- WORK ORDER -
From the listing that follows, extract every line and set it down unaltered.

- RECORD EXTRACTS -
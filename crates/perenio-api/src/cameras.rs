// Camera media endpoints
//
// Snapshots (command redirect, then direct URLs), the WebRTC stream
// offer, and recorded-file listings.

use bytes::Bytes;
use serde_json::{Value, json};
use tracing::{debug, error, warn};
use url::Url;

use crate::client::{PerenioClient, expect_ok, read_json};
use crate::error::Error;
use crate::models::{RecordedFile, StreamOffer, list_payload};

/// Default page size for [`PerenioClient::get_camera_files`].
pub const DEFAULT_FILE_LIMIT: u32 = 20;

/// Where a snapshot can come from, in the order they are tried.
#[derive(Debug, Clone, Copy, PartialEq, Eq)]
pub enum SnapshotSource {
    /// `POST {api}/commands?commandType=GET_SNAPSHOT`, then fetch the returned `url`.
    Command,
    /// `GET {api}/file/{id}/snapshot`
    FileSnapshot,
    /// `GET {api}/endpoints/{id}/snapshot`
    EndpointSnapshot,
}

impl SnapshotSource {
    pub const ALL: [Self; 3] = [Self::Command, Self::FileSnapshot, Self::EndpointSnapshot];
}

impl PerenioClient {
    // ── Snapshots ────────────────────────────────────────────────────

    /// Fetch a still image from a camera.
    ///
    /// Tries each [`SnapshotSource`] in order and returns the first
    /// non-empty image; later sources are not contacted after a success.
    pub async fn try_get_camera_snapshot(&self, camera_id: &str) -> Result<Bytes, Error> {
        let token = self.ensure_token().await?;
        let http = self.session()?;

        for source in SnapshotSource::ALL {
            let attempt = match source {
                SnapshotSource::Command => self.snapshot_via_command(&http, &token, camera_id).await,
                SnapshotSource::FileSnapshot => {
                    let url = self.api_url(&["file", camera_id, "snapshot"]);
                    self.snapshot_direct(&http, &token, url).await
                }
                SnapshotSource::EndpointSnapshot => {
                    let url = self.api_url(&["endpoints", camera_id, "snapshot"]);
                    self.snapshot_direct(&http, &token, url).await
                }
            };

            match attempt {
                Ok(image) => {
                    debug!(camera_id, ?source, bytes = image.len(), "got snapshot");
                    return Ok(image);
                }
                Err(e) => debug!(camera_id, ?source, error = %e, "snapshot attempt failed"),
            }
        }

        Err(Error::SnapshotUnavailable {
            camera_id: camera_id.to_owned(),
        })
    }

    /// [`try_get_camera_snapshot`](Self::try_get_camera_snapshot),
    /// returning `None` on any failure.
    pub async fn get_camera_snapshot(&self, camera_id: &str) -> Option<Bytes> {
        match self.try_get_camera_snapshot(camera_id).await {
            Ok(image) => Some(image),
            Err(e @ Error::SnapshotUnavailable { .. }) => {
                debug!(error = %e, "no snapshot source succeeded");
                None
            }
            Err(e) => {
                error!(camera_id, error = %e, "error getting snapshot");
                None
            }
        }
    }

    async fn snapshot_via_command(
        &self,
        http: &reqwest::Client,
        token: &secrecy::SecretString,
        camera_id: &str,
    ) -> Result<Bytes, Error> {
        let url = self.api_url(&["commands"]);
        let resp = self
            .authorized(http.post(url), token)
            .query(&[("endpointId", camera_id), ("commandType", "GET_SNAPSHOT")])
            .json(&json!({}))
            .send()
            .await?;
        let result: Value = read_json(expect_ok(resp).await?).await?;

        let image_url = result
            .get("url")
            .and_then(Value::as_str)
            .ok_or_else(|| Error::Deserialization {
                message: "snapshot command response has no url".into(),
                body: result.to_string(),
            })?;
        let image_url = Url::parse(image_url)?;

        // The command hands back a pre-signed location; it takes no bearer token.
        let resp = http.get(image_url).send().await?;
        non_empty(expect_ok(resp).await?.bytes().await?)
    }

    async fn snapshot_direct(
        &self,
        http: &reqwest::Client,
        token: &secrecy::SecretString,
        url: Url,
    ) -> Result<Bytes, Error> {
        let resp = self.authorized(http.get(url), token).send().await?;
        non_empty(expect_ok(resp).await?.bytes().await?)
    }

    // ── Streaming ────────────────────────────────────────────────────

    /// Request a media-stream offer for a camera.
    ///
    /// `POST {api}/mediastream/{id}/offer` with `{}`. Returns the raw offer
    /// payload; this is not a playable URL and no WebRTC session is
    /// negotiated from it.
    pub async fn try_get_camera_stream_offer(&self, camera_id: &str) -> Result<StreamOffer, Error> {
        let token = self.ensure_token().await?;
        let http = self.session()?;
        let url = self.api_url(&["mediastream", camera_id, "offer"]);

        let resp = self
            .authorized(http.post(url), &token)
            .json(&json!({}))
            .send()
            .await?;
        let offer: StreamOffer = read_json(expect_ok(resp).await?).await?;
        debug!(camera_id, offer = %offer.raw(), "stream offer response");
        Ok(offer)
    }

    /// [`try_get_camera_stream_offer`](Self::try_get_camera_stream_offer),
    /// returning `None` on any failure.
    pub async fn get_camera_stream_url(&self, camera_id: &str) -> Option<StreamOffer> {
        match self.try_get_camera_stream_offer(camera_id).await {
            Ok(offer) => Some(offer),
            Err(e @ Error::Http { .. }) => {
                warn!(camera_id, error = %e, "stream offer failed");
                None
            }
            Err(e) => {
                error!(camera_id, error = %e, "error getting stream offer");
                None
            }
        }
    }

    // ── Recordings ───────────────────────────────────────────────────

    /// List recorded video files for a camera, newest first.
    ///
    /// `GET {api}/file/{id}/files?endpointId={id}&limit={limit}&mimeTypeMask=video/*&offset=0&parameters[sort]=DESC`
    pub async fn try_get_camera_files(
        &self,
        camera_id: &str,
        limit: u32,
    ) -> Result<Vec<RecordedFile>, Error> {
        let token = self.ensure_token().await?;
        let http = self.session()?;
        let url = self.api_url(&["file", camera_id, "files"]);
        let limit = limit.to_string();

        let resp = self
            .authorized(http.get(url), &token)
            .query(&[
                ("endpointId", camera_id),
                ("limit", limit.as_str()),
                ("mimeTypeMask", "video/*"),
                ("offset", "0"),
                ("parameters[sort]", "DESC"),
            ])
            .send()
            .await?;
        let body: Value = read_json(expect_ok(resp).await?).await?;
        Ok(list_payload(body, RecordedFile::new))
    }

    /// [`try_get_camera_files`](Self::try_get_camera_files), returning an
    /// empty list on any failure.
    pub async fn get_camera_files(&self, camera_id: &str, limit: u32) -> Vec<RecordedFile> {
        match self.try_get_camera_files(camera_id, limit).await {
            Ok(files) => files,
            Err(e @ Error::Http { .. }) => {
                warn!(camera_id, error = %e, "get files failed");
                Vec::new()
            }
            Err(e) => {
                error!(camera_id, error = %e, "error getting camera files");
                Vec::new()
            }
        }
    }
}

fn non_empty(image: Bytes) -> Result<Bytes, Error> {
    if image.is_empty() {
        return Err(Error::Deserialization {
            message: "snapshot body is empty".into(),
            body: String::new(),
        });
    }
    Ok(image)
}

- SOLUTION FOR THIS PROBLEM -
filename crates/perenio-api/src/cameras.rs
// Camera media endpoints
//
// Snapshots (command redirect, then direct URLs), the WebRTC stream
// offer, and recorded-file listings.

use bytes::Bytes;
use serde_json::{Value, json};
use tracing::{debug, error, warn};
use url::Url;

use crate::client::{PerenioClient, expect_ok, read_json};
use crate::error::Error;
use crate::models::{RecordedFile, StreamOffer, list_payload};

/// Default page size for [`PerenioClient::get_camera_files`].
pub const DEFAULT_FILE_LIMIT: u32 = 20;

/// Where a snapshot can come from, in the order they are tried.
#[derive(Debug, Clone, Copy, PartialEq, Eq)]
pub enum SnapshotSource {
    /// `POST {api}/commands?commandType=GET_SNAPSHOT`, then fetch the returned `url`.
    Command,
    /// `GET {api}/file/{id}/snapshot`
    FileSnapshot,
    /// `GET {api}/endpoints/{id}/snapshot`
    EndpointSnapshot,
}

impl SnapshotSource {
    pub const ALL: [Self; 3] = [Self::Command, Self::FileSnapshot, Self::EndpointSnapshot];
}

impl PerenioClient {
    // ── Snapshots ────────────────────────────────────────────────────

    /// Fetch a still image from a camera.
    ///
    /// Tries each [`SnapshotSource`] in order and returns the first
    /// non-empty image; later sources are not contacted after a success.
    pub async fn try_get_camera_snapshot(&self, camera_id: &str) -> Result<Bytes, Error> {
        let token = self.ensure_token().await?;
        let http = self.session()?;

        for source in SnapshotSource::ALL {
            let attempt = match source {
                SnapshotSource::Command => self.snapshot_via_command(&http, &token, camera_id).await,
                SnapshotSource::FileSnapshot => {
                    let url = self.api_url(&["file", camera_id, "snapshot"]);
                    self.snapshot_direct(&http, &token, url).await
                }
                SnapshotSource::EndpointSnapshot => {
                    let url = self.api_url(&["endpoints", camera_id, "snapshot"]);
                    self.snapshot_direct(&http, &token, url).await
                }
            };

            match attempt {
                Ok(image) => {
                    debug!(camera_id, ?source, bytes = image.len(), "got snapshot");
                    return Ok(image);
                }
                Err(e) => debug!(camera_id, ?source, error = %e, "snapshot attempt failed"),
            }
        }

        Err(Error::SnapshotUnavailable {
            camera_id: camera_id.to_owned(),
        })
    }

    /// [`try_get_camera_snapshot`](Self::try_get_camera_snapshot),
    /// returning `None` on any failure.
    pub async fn get_camera_snapshot(&self, camera_id: &str) -> Option<Bytes> {
        match self.try_get_camera_snapshot(camera_id).await {
            Ok(image) => Some(image),
            Err(e @ Error::SnapshotUnavailable { .. }) => {
                debug!(error = %e, "no snapshot source succeeded");
                None
            }
            Err(e) => {
                error!(camera_id, error = %e, "error getting snapshot");
                None
            }
        }
    }

    async fn snapshot_via_command(
        &self,
        http: &reqwest::Client,
        token: &secrecy::SecretString,
        camera_id: &str,
    ) -> Result<Bytes, Error> {
        let url = self.api_url(&["commands"]);
        let resp = self
            .authorized(http.post(url), token)
            .query(&[("endpointId", camera_id), ("commandType", "GET_SNAPSHOT")])
            .json(&json!({}))
            .send()
            .await?;
        let result: Value = read_json(expect_ok(resp).await?).await?;

        let image_url = result
            .get("url")
            .and_then(Value::as_str)
            .ok_or_else(|| Error::Deserialization {
                message: "snapshot command response has no url".into(),
                body: result.to_string(),
            })?;
        let image_url = Url::parse(image_url)?;

        // The command hands back a pre-signed location; it takes no bearer token.
        let resp = http.get(image_url).send().await?;
        non_empty(expect_ok(resp).await?.bytes().await?)
    }

    async fn snapshot_direct(
        &self,
        http: &reqwest::Client,
        token: &secrecy::SecretString,
        url: Url,
    ) -> Result<Bytes, Error> {
        let resp = self.authorized(http.get(url), token).send().await?;
        non_empty(expect_ok(resp).await?.bytes().await?)
    }

    // ── Streaming ────────────────────────────────────────────────────

    /// Request a media-stream offer for a camera.
    ///
    /// `POST {api}/mediastream/{id}/offer` with `{}`. Returns the raw offer
    /// payload; this is not a playable URL and no WebRTC session is
    /// negotiated from it.
    pub async fn try_get_camera_stream_offer(&self, camera_id: &str) -> Result<StreamOffer, Error> {
        let token = self.ensure_token().await?;
        let http = self.session()?;
        let url = self.api_url(&["mediastream", camera_id, "offer"]);

        let resp = self
            .authorized(http.post(url), &token)
            .json(&json!({}))
            .send()
            .await?;
        let offer: StreamOffer = read_json(expect_ok(resp).await?).await?;
        debug!(camera_id, offer = %offer.raw(), "stream offer response");
        Ok(offer)
    }

    /// [`try_get_camera_stream_offer`](Self::try_get_camera_stream_offer),
    /// returning `None` on any failure.
    pub async fn get_camera_stream_url(&self, camera_id: &str) -> Option<StreamOffer> {
        match self.try_get_camera_stream_offer(camera_id).await {
            Ok(offer) => Some(offer),
            Err(e @ Error::Http { .. }) => {
                warn!(camera_id, error = %e, "stream offer failed");
                None
            }
            Err(e) => {
                error!(camera_id, error = %e, "error getting stream offer");
                None
            }
        }
    }

    // ── Recordings ───────────────────────────────────────────────────

    /// List recorded video files for a camera, newest first.
    ///
    /// `GET {api}/file/{id}/files?endpointId={id}&limit={limit}&mimeTypeMask=video/*&offset=0&parameters[sort]=DESC`
    pub async fn try_get_camera_files(
        &self,
        camera_id: &str,
        limit: u32,
    ) -> Result<Vec<RecordedFile>, Error> {
        let token = self.ensure_token().await?;
        let http = self.session()?;
        let url = self.api_url(&["file", camera_id, "files"]);
        let limit = limit.to_string();

        let resp = self
            .authorized(http.get(url), &token)
            .query(&[
                ("endpointId", camera_id),
                ("limit", limit.as_str()),
                ("mimeTypeMask", "video/*"),
                ("offset", "0"),
                ("parameters[sort]", "DESC"),
            ])
            .send()
            .await?;
        let body: Value = read_json(expect_ok(resp).await?).await?;
        Ok(list_payload(body, RecordedFile::new))
    }

    /// [`try_get_camera_files`](Self::try_get_camera_files), returning an
    /// empty list on any failure.
    pub async fn get_camera_files(&self, camera_id: &str, limit: u32) -> Vec<RecordedFile> {
        match self.try_get_camera_files(camera_id, limit).await {
            Ok(files) => files,
            Err(e @ Error::Http { .. }) => {
                warn!(camera_id, error = %e, "get files failed");
                Vec::new()
            }
            Err(e) => {
                error!(camera_id, error = %e, "error getting camera files");
                Vec::new()
            }
        }
    }
}

fn non_empty(image: Bytes) -> Result<Bytes, Error> {
    if image.is_empty() {
        return Err(Error::Deserialization {
            message: "snapshot body is empty".into(),
            body: String::new(),
        });
    }
    Ok(image)
}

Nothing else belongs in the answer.